+++ Material provided +++

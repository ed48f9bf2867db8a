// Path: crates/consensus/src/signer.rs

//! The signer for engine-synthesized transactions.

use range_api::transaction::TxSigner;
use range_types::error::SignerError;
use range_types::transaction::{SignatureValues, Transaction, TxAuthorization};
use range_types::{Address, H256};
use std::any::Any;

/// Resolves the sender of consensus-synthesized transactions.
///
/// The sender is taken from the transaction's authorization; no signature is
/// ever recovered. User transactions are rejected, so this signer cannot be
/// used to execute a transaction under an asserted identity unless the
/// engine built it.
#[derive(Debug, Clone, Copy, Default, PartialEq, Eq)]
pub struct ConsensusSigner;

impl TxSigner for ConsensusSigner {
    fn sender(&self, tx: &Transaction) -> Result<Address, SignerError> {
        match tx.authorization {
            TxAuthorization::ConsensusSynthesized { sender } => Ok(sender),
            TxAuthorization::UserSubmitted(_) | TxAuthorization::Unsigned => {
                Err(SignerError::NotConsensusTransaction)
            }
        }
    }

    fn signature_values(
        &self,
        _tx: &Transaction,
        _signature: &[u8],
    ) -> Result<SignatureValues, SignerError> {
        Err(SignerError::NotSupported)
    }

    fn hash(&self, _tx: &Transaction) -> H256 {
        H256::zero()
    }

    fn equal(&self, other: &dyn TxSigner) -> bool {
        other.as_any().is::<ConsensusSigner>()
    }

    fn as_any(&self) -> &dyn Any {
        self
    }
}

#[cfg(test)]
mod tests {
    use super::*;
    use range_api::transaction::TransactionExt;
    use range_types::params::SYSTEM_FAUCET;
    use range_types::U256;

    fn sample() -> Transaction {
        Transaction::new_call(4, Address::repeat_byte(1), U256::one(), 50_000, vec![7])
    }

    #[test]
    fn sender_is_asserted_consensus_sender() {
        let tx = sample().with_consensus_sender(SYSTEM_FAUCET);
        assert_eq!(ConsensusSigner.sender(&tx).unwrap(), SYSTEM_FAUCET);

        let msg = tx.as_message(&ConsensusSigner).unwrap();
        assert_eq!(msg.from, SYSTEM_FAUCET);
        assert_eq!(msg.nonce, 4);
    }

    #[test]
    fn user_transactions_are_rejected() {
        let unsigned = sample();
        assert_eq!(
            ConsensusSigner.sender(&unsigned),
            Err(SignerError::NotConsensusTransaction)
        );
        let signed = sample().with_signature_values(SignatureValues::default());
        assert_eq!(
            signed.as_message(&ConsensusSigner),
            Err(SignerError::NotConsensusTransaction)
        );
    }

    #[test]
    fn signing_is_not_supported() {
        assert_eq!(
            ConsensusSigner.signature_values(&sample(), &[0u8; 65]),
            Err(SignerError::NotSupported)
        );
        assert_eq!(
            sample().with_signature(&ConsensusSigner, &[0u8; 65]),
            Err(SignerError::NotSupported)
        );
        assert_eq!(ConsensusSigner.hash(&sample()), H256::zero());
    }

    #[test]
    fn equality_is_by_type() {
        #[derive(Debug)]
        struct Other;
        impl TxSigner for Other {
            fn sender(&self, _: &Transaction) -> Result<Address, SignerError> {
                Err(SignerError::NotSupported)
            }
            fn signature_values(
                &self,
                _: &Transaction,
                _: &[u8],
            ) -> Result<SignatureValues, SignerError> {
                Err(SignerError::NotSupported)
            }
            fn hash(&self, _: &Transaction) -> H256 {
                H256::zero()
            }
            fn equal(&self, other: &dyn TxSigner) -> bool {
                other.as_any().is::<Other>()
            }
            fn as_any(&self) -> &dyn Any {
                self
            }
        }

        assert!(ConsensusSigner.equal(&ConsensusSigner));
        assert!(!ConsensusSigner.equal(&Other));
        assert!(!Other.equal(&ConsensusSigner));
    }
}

+++
+++ Material provided +++

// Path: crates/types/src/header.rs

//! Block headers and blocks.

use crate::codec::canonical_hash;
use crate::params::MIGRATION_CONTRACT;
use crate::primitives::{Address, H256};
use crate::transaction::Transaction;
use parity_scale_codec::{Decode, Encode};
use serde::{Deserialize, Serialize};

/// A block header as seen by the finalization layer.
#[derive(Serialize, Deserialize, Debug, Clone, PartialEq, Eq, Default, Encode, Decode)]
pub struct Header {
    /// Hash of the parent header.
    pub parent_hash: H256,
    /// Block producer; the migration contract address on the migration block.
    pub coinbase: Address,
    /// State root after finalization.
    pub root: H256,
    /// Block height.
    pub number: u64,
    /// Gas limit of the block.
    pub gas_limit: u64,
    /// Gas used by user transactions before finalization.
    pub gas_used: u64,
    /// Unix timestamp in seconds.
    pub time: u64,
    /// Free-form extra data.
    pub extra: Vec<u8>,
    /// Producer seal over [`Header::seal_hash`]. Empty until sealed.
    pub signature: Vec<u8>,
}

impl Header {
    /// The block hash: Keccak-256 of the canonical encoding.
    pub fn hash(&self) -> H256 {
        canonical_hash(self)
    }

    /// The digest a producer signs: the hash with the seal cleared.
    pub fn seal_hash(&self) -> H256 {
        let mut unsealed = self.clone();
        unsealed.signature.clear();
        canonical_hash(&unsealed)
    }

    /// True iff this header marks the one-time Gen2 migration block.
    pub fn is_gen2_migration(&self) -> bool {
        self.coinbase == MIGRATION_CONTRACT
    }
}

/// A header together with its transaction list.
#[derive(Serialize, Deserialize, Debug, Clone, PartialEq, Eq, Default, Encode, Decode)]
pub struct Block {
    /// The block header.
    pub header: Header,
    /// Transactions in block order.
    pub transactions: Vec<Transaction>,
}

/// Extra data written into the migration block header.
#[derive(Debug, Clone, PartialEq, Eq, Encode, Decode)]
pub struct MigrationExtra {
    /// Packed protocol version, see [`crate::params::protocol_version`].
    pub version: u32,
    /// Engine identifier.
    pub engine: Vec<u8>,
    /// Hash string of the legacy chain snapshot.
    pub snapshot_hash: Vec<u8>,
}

+++

[Problem details] Pick each line holding "SignatureValues" out of the entries above and return it.

[Response to this exercise]
use range_types::transaction::{SignatureValues, Transaction, TxAuthorization};
    ) -> Result<SignatureValues, SignerError> {
        let signed = sample().with_signature_values(SignatureValues::default());
            ) -> Result<SignatureValues, SignerError> {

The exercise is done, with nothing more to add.